A survey conducted by Hart Research Associates found that more than half (56 percent) of voters would support legislation like the EACH Woman Act that would require Medicaid to cover all pregnancy-related care, including abortion.

Three in four voters, including 62 percent of Republicans, agreed that “as long as abortion is legal, the amount of money a woman has or does not have should not prevent her from being able to have an abortion.”

Advocates for reproductive choice in communities of color praised the legislation Wednesday.

“The EACH Woman Act puts the power back in the hands of Black women, in varying financial and life situations, and gives options that best suit their families’ needs,” Michelle Batchelor, national director for In Our Own Voice: National Black Women’s Reproductive Justice Agenda, said in a statement.

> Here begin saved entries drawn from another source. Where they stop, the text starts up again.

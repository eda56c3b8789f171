// Copyright (c) 2024-2026, Daily
// SPDX-License-Identifier: BSD-2-Clause

//! Integration tests for elastic playback: the scheduler's rate loop, the
//! macro stretch tiers, and their bounded composition on the render path.

use std::time::{Duration, Instant};

use simulex::prelude::*;

// ---------------------------------------------------------------------------
// Helpers
// ---------------------------------------------------------------------------

const RATE: u32 = 16_000;

fn tone_ms(ms: u64) -> Vec<f32> {
    let n = (RATE as u64 / 1_000 * ms) as usize;
    (0..n)
        .map(|i| (2.0 * std::f32::consts::PI * 220.0 * i as f32 / RATE as f32).sin() * 0.5)
        .collect()
}

fn opened(engine: &mut Engine, now: Instant) {
    engine.begin_connection(1);
    engine.on_session_event(
        now,
        SessionEvent {
            ticket: 1,
            kind: SessionEventKind::Opened,
        },
    );
}

fn inbound_audio(engine: &mut Engine, now: Instant, bytes: usize) {
    engine.on_session_event(
        now,
        SessionEvent {
            ticket: 1,
            kind: SessionEventKind::Audio(vec![1u8; bytes]),
        },
    );
}

// ---------------------------------------------------------------------------
// Scheduler rate loop
// ---------------------------------------------------------------------------

#[test]
fn test_applied_rate_stays_within_cap_under_deep_backlog() {
    let mut s = PlaybackScheduler::new(SchedulerParams::default());
    let now = Instant::now();
    for _ in 0..40 {
        s.push_segment(1, tone_ms(100), now);
    }
    assert!(s.queued_ms(now) >= 2_000);

    // Let the smoothed rate converge on the deep-backlog target.
    for _ in 0..500 {
        s.tick(now);
    }
    let (_, applied) = s.pop_due(now + Duration::from_millis(50)).expect("segment due");
    assert!(applied > 1.0);
    assert!(applied <= 1.12 + 1e-9, "applied rate {applied} exceeds the cap");
}

// ---------------------------------------------------------------------------
// Macro tiers through the engine
// ---------------------------------------------------------------------------

#[test]
fn test_macro_tier_follows_engine_backlog() {
    let mut engine = Engine::new(EngineConfig::default());
    let now = Instant::now();
    opened(&mut engine, now);

    // 12 s of inbound audio: the 10-15 s band selects the 1.10x tier.
    for _ in 0..12 {
        inbound_audio(&mut engine, now, 32_000);
    }

    let mut out = vec![0.0f32; 320];
    let status = engine.render(now + Duration::from_millis(100), &mut out);
    assert_eq!(status, RenderStatus::Active);
    assert!(out.iter().any(|v| v.abs() > 0.003), "tier must not mute output");

    let d = engine.diagnostics(now + Duration::from_millis(100));
    assert!((d.macro_factor - 1.10).abs() < f64::EPSILON);
}

#[test]
fn test_composed_speedup_is_bounded() {
    let mut scheduler = PlaybackScheduler::new(SchedulerParams::default());
    let mut renderer = ElasticRenderer::new(RendererParams::default());
    let now = Instant::now();

    let input = tone_ms(2_000);
    let input_len = input.len();
    scheduler.push_segment(1, input, now);

    // A severe combined backlog selects the strongest tier (1.30x). Even
    // with the micro nudge on top, total compression stays well under 1.5x.
    let later = now + Duration::from_secs(3);
    let mut out = vec![0.0f32; input_len];
    renderer.render(later, &mut scheduler, 30_000, &mut out);
    assert!((renderer.macro_factor() - 1.30).abs() < f64::EPSILON);

    let produced = out.iter().filter(|v| v.abs() > 1e-6).count();
    assert!(
        produced > input_len * 10 / 16,
        "over-compressed: {produced} of {input_len} samples"
    );
    assert!(
        produced < input_len * 10 / 11,
        "under-compressed: {produced} of {input_len} samples"
    );
}

// ---------------------------------------------------------------------------
// Render path behavior
// ---------------------------------------------------------------------------

#[test]
fn test_render_drains_queued_backlog() {
    let mut engine = Engine::new(EngineConfig::default());
    let now = Instant::now();
    opened(&mut engine, now);

    // One 2 s inbound phrase.
    inbound_audio(&mut engine, now, 64_000);
    assert!(engine.diagnostics(now).jitter_ms >= 2_000);

    // No backlog pressure: playback is a pure passthrough.
    let later = now + Duration::from_secs(3);
    let mut out = vec![0.0f32; 40_000];
    let status = engine.render(later, &mut out);
    assert_eq!(status, RenderStatus::Active);

    let produced = out.iter().filter(|v| v.abs() > 0.003).count();
    assert!(produced >= 30_000, "got {produced} voiced samples");
    assert_eq!(engine.diagnostics(later).jitter_ms, 0);
}

#[test]
fn test_sustained_silence_requests_suspend() {
    let mut engine = Engine::new(EngineConfig::default());
    let start = Instant::now();
    opened(&mut engine, start);

    let mut out = vec![0.0f32; 160];
    assert_eq!(engine.render(start, &mut out), RenderStatus::Active);
    assert_eq!(
        engine.render(start + Duration::from_millis(3_100), &mut out),
        RenderStatus::Suspend
    );

    // The next queued phrase resumes playback.
    let resume_at = start + Duration::from_millis(4_000);
    inbound_audio(&mut engine, resume_at, 3_200);
    let playing = resume_at + Duration::from_millis(50);
    assert_eq!(engine.render(playing, &mut out), RenderStatus::Active);
}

“Many Asian American and Pacific Islander (AAPI) women already face cultural and linguistic barriers to accessing health care,” Miriam Yeung, executive director of the National Asian Pacific American Women’s Forum, said in a statement. “With over one million AAPI women living in poverty, a number that has grown over the past several years, Medicaid coverage for the full range of reproductive health services is more crucial than ever for our community.”

“I talk to Latinas every day who live with the injustice of coverage bans,” González-Rojas said. “We are ready to do what it takes to make Hyde history.”